Hacker Newsnew | past | comments | ask | show | jobs | submitlogin
Inside the HP Nanoprocessor (righto.com)
133 points by picture on Sept 2, 2020 | hide | past | favorite | 41 comments


The resistor compensating the manufacturing process differences reminds me of when I worked on the 3DFx Voodoo and there was a chain of transistors that sat inline with the clock but you could select which output would be sent to the remote TMUs which were clocked by this line. Code in the start up would draw textured test patterns and examine the Frame buffer to adjust the clock timing by nanoseconds using the chain of transistors. This was actually necessary because of variances in the manufacturing.

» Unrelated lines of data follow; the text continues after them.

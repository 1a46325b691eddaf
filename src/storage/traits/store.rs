//! The asset store contract.
//!
//! # Available Implementations
//!
//! | Backend | Use Case | Features |
//! |---------|----------|----------|
//! | `SqliteStore` | Default; embedded | Identity indexes, migrations, connection pool |
//! | `GraphStore` | Native graph engine | Key-addressed nodes, staged atomic commits |
//!
//! # Error Modes and Guarantees
//!
//! Every write (`upsert`, `insert_*`) is one transactional unit: all of its
//! nodes, edges and execution logs are committed together or not at all.
//!
//! | Error | Raised When |
//! |-------|-------------|
//! | `InvalidInput` | A field of the record does not normalize; nothing is written |
//! | `OperationFailed` | The backend failed; the transaction was rolled back |
//! | `Cancelled` | The context expired mid-operation; the transaction was rolled back |
//!
//! Lifecycle operations only have meaning for the relational backend; the
//! graph backend reports success without doing anything.

use crate::models::{
    Asset, AssetId, AssetType, DnsRecord, Execution, ExecutionId, ExecutionLog, HostRecord,
    Infrastructure, InsertInfo, NameAddrPair, NameRecordKind, Record, Relation, ServiceRecord,
};
use crate::{OperationContext, Result};

/// Capability contract shared by every backend.
///
/// # Implementor Notes
///
/// - Methods use `&self` so a store can be shared across worker threads
/// - Implement `upsert` and `insert_record`; the per-kind inserts delegate to it
/// - Check the operation context before each storage step
pub trait Store: Send + Sync {
    // ========================================================================
    // Writes
    // ========================================================================

    /// Normalizes `raw` as an `asset_type` node and returns its id, creating
    /// it (and its execution log) if no node with the same identity exists.
    ///
    /// # Errors
    ///
    /// Returns an error if the input does not normalize or storage fails.
    fn upsert(&self, info: &InsertInfo, asset_type: AssetType, raw: &str) -> Result<AssetId>;

    /// Stores the nodes and edges of one discovered record atomically.
    ///
    /// # Errors
    ///
    /// Returns an error if any field does not normalize or storage fails.
    fn insert_record(&self, info: &InsertInfo, record: &Record) -> Result<()>;

    /// Stores an A record: fqdn `a_record` ip.
    ///
    /// # Errors
    ///
    /// Returns an error if the address is not IPv4 or storage fails.
    fn insert_a(&self, info: &InsertInfo, record: &HostRecord) -> Result<()> {
        self.insert_record(info, &Record::A(record.clone()))
    }

    /// Stores an AAAA record: fqdn `aaaa_record` ip.
    ///
    /// # Errors
    ///
    /// Returns an error if the address is not IPv6 or storage fails.
    fn insert_aaaa(&self, info: &InsertInfo, record: &HostRecord) -> Result<()> {
        self.insert_record(info, &Record::Aaaa(record.clone()))
    }

    /// Stores a CNAME record: owner `cname_record` target.
    ///
    /// # Errors
    ///
    /// Returns an error if either name does not normalize or storage fails.
    fn insert_cname(&self, info: &InsertInfo, record: &DnsRecord) -> Result<()> {
        self.insert_record(info, &Record::Name(NameRecordKind::Cname, record.clone()))
    }

    /// Stores a PTR record: owner `ptr_record` target.
    ///
    /// # Errors
    ///
    /// Returns an error if either name does not normalize or storage fails.
    fn insert_ptr(&self, info: &InsertInfo, record: &DnsRecord) -> Result<()> {
        self.insert_record(info, &Record::Name(NameRecordKind::Ptr, record.clone()))
    }

    /// Stores an NS record: owner `ns_record` target.
    ///
    /// # Errors
    ///
    /// Returns an error if either name does not normalize or storage fails.
    fn insert_ns(&self, info: &InsertInfo, record: &DnsRecord) -> Result<()> {
        self.insert_record(info, &Record::Name(NameRecordKind::Ns, record.clone()))
    }

    /// Stores an MX record: owner `mx_record` target.
    ///
    /// # Errors
    ///
    /// Returns an error if either name does not normalize or storage fails.
    fn insert_mx(&self, info: &InsertInfo, record: &DnsRecord) -> Result<()> {
        self.insert_record(info, &Record::Name(NameRecordKind::Mx, record.clone()))
    }

    /// Stores an SRV record: service `service` fqdn, service `srv_record` target.
    ///
    /// # Errors
    ///
    /// Returns an error if any name does not normalize or storage fails.
    fn insert_srv(&self, info: &InsertInfo, record: &ServiceRecord) -> Result<()> {
        self.insert_record(info, &Record::Srv(record.clone()))
    }

    /// Stores a routing announcement: netblock `contains` ip, as `announces`
    /// netblock, as `managed_by` rirorg.
    ///
    /// # Errors
    ///
    /// Returns an error if any field does not normalize or storage fails.
    fn insert_infrastructure(&self, info: &InsertInfo, record: &Infrastructure) -> Result<()> {
        self.insert_record(info, &Record::Infrastructure(record.clone()))
    }

    /// Starts a discovery run over the given seed domains.
    ///
    /// # Errors
    ///
    /// Returns an error if storage fails.
    fn insert_execution(&self, ctx: &OperationContext, domains: &[String]) -> Result<ExecutionId>;

    // ========================================================================
    // Queries
    // ========================================================================

    /// Whether the named fqdn node has an outgoing `cname_record` edge.
    ///
    /// # Errors
    ///
    /// Returns an error if storage fails.
    fn is_cname_node(&self, ctx: &OperationContext, name: &str) -> Result<bool>;

    /// Names of the fqdn nodes first discovered by `execution`.
    ///
    /// # Errors
    ///
    /// Returns an error if storage fails.
    fn event_fqdns(&self, ctx: &OperationContext, execution: ExecutionId) -> Result<Vec<String>>;

    /// Name/address pairs over `a_record` and `aaaa_record` edges.
    ///
    /// With `names` empty, resolves the fqdns logged under `execution`.
    /// A name that does not normalize matches no node and contributes no pair.
    ///
    /// # Errors
    ///
    /// Returns an error if storage fails.
    fn names_to_addrs(
        &self,
        ctx: &OperationContext,
        execution: ExecutionId,
        names: &[String],
    ) -> Result<Vec<NameAddrPair>>;

    /// Fetches one node.
    ///
    /// # Errors
    ///
    /// Returns an error if storage fails.
    fn asset(&self, ctx: &OperationContext, id: AssetId) -> Result<Option<Asset>>;

    /// Every node of one type, oldest first.
    ///
    /// # Errors
    ///
    /// Returns an error if storage fails.
    fn assets_by_type(&self, ctx: &OperationContext, asset_type: AssetType) -> Result<Vec<Asset>>;

    /// Outgoing edges of a node.
    ///
    /// # Errors
    ///
    /// Returns an error if storage fails.
    fn relations_from(&self, ctx: &OperationContext, id: AssetId) -> Result<Vec<Relation>>;

    /// Fetches one discovery run.
    ///
    /// # Errors
    ///
    /// Returns an error if storage fails.
    fn execution(&self, ctx: &OperationContext, id: ExecutionId) -> Result<Option<Execution>>;

    /// Provenance rows of a run, oldest first.
    ///
    /// # Errors
    ///
    /// Returns an error if storage fails.
    fn execution_logs(&self, ctx: &OperationContext, id: ExecutionId) -> Result<Vec<ExecutionLog>>;

    /// Data sources that reported `asset` during `execution`, sorted.
    ///
    /// Empty when the run did not first discover the node.
    ///
    /// # Errors
    ///
    /// Returns an error if storage fails.
    fn node_sources(
        &self,
        ctx: &OperationContext,
        asset: AssetId,
        execution: ExecutionId,
    ) -> Result<Vec<String>>;

    // ========================================================================
    // Maintenance
    // ========================================================================

    /// Deletes a run and its execution logs. Nodes are kept.
    ///
    /// Returns whether the run existed.
    ///
    /// # Errors
    ///
    /// Returns an error if storage fails.
    fn delete_execution(&self, ctx: &OperationContext, execution: ExecutionId) -> Result<bool>;

    /// Deletes a node together with its edges and execution logs.
    ///
    /// Returns whether the node existed.
    ///
    /// # Errors
    ///
    /// Returns an error if storage fails.
    fn delete_asset(&self, ctx: &OperationContext, id: AssetId) -> Result<bool>;

    // ========================================================================
    // Lifecycle
    // ========================================================================

    /// Creates the backing database if it is missing.
    ///
    /// # Errors
    ///
    /// Returns an error if the database cannot be created.
    fn create_database_if_not_exists(&self) -> Result<()> {
        Ok(())
    }

    /// Removes the backing database and everything in it.
    ///
    /// # Errors
    ///
    /// Returns an error if the database cannot be removed.
    fn drop_database(&self) -> Result<()> {
        Ok(())
    }

    /// Whether the backing database exists.
    ///
    /// # Errors
    ///
    /// Returns an error if existence cannot be determined.
    fn is_database_created(&self) -> Result<bool> {
        Ok(true)
    }

    /// Applies every migration, but only on a schema with none applied.
    /// Returns the number applied.
    ///
    /// # Errors
    ///
    /// Returns [`crate::Error::MigrationFailed`] if a migration fails.
    fn run_init_migration(&self) -> Result<usize> {
        Ok(0)
    }

    /// Applies pending migrations. Returns the number applied.
    ///
    /// # Errors
    ///
    /// Returns [`crate::Error::MigrationFailed`] if a migration fails.
    fn run_migrations(&self) -> Result<usize> {
        Ok(0)
    }

    /// Number of migrations not yet applied.
    ///
    /// # Errors
    ///
    /// Returns an error if the migration state cannot be read.
    fn pending_migrations_count(&self) -> Result<usize> {
        Ok(0)
    }
}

When 3DFx switched to a completely new chip maker our boards failed and we had to fix our startup code because it didn't have enough margin. Thankfully there were more transistors in the chain we weren't using before. Crisis averted. The reason our boards were susceptible than the reference design is that we had one of our TMUs slightly further away from the FBI.

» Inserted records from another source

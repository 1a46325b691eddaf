//! Domain name normalization against the public suffix list.

use crate::models::Fqdn;
use crate::{Error, Result};

const MAX_NAME_LEN: usize = 253;
const MAX_LABEL_LEN: usize = 63;

/// Normalizes a hostname into canonical [`Fqdn`] content.
///
/// The name is trimmed, lowercased and stripped of its trailing dot. It must
/// consist of LDH labels (underscores allowed for service names) and have a
/// registrable domain: a name that is itself a public suffix, such as `com`
/// or `co.uk`, is rejected.
///
/// # Errors
///
/// Returns [`Error::InvalidInput`] for malformed names and bare suffixes.
pub fn normalize_fqdn(raw: &str) -> Result<Fqdn> {
    let name = raw.trim().trim_end_matches('.').to_ascii_lowercase();

    if name.is_empty() {
        return Err(Error::InvalidInput("domain name is empty".to_string()));
    }
    if name.len() > MAX_NAME_LEN {
        return Err(Error::InvalidInput(format!(
            "domain name exceeds {MAX_NAME_LEN} characters: {name}"
        )));
    }
    if let Some(label) = name.split('.').find(|l| !is_valid_label(l)) {
        return Err(Error::InvalidInput(format!(
            "invalid label '{label}' in domain name {name}"
        )));
    }

    let Some(tld) = psl::suffix_str(&name) else {
        return Err(Error::InvalidInput(format!(
            "no public suffix matches {name}"
        )));
    };
    if psl::domain_str(&name).is_none() {
        return Err(Error::InvalidInput(format!(
            "failed to obtain a registrable domain for {name}"
        )));
    }

    Ok(Fqdn {
        tld: tld.to_string(),
        name,
    })
}

fn is_valid_label(label: &str) -> bool {
    !label.is_empty()
        && label.len() <= MAX_LABEL_LEN
        && label
            .bytes()
            .all(|b| b.is_ascii_alphanumeric() || b == b'-' || b == b'_')
}

#[cfg(test)]
mod tests {
    use super::*;

    #[test]
    fn test_keeps_full_hostname() {
        let fqdn = normalize_fqdn("www.example.com").unwrap();
        assert_eq!(fqdn.name, "www.example.com");
        assert_eq!(fqdn.tld, "com");
    }

    #[test]
    fn test_multi_label_suffix() {
        let fqdn = normalize_fqdn("shop.example.co.uk").unwrap();
        assert_eq!(fqdn.tld, "co.uk");
        assert!(normalize_fqdn("co.uk").is_err());
    }

    #[test]
    fn test_service_labels_allowed() {
        let fqdn = normalize_fqdn("_sip._tcp.example.com").unwrap();
        assert_eq!(fqdn.name, "_sip._tcp.example.com");
    }

    #[test]
    fn test_rejects_malformed() {
        assert!(normalize_fqdn("exa mple.com").is_err());
        assert!(normalize_fqdn("a..example.com").is_err());
        assert!(normalize_fqdn(&format!("{}.com", "a".repeat(64))).is_err());
        assert!(normalize_fqdn(".").is_err());
    }
}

It's interesting to hear that the 3DFx adjusted the clock that way. Coincidentally, I was just reading about similar clock adjustment in the Pentium II and 4. They had "adaptive deskewing", where a phase comparator would adjust the clock delay as needed. It sounds like 3DFx did the adjustment at startup, but the Pentium did it during use so it could compensate for temperature drift. The Itanium 2 had similar deskewing, except the value was set during manufacturing by blowing fuses.

Source: "CMOS VLSI Design", page 806.


IIRC Intel does similar but way more advanced automatic deskewing black magic in the thunderbolt controllers. That's how they can carry high speed PCIe signals so effortlessly across your average copper cable(it was originally supposed to be optical).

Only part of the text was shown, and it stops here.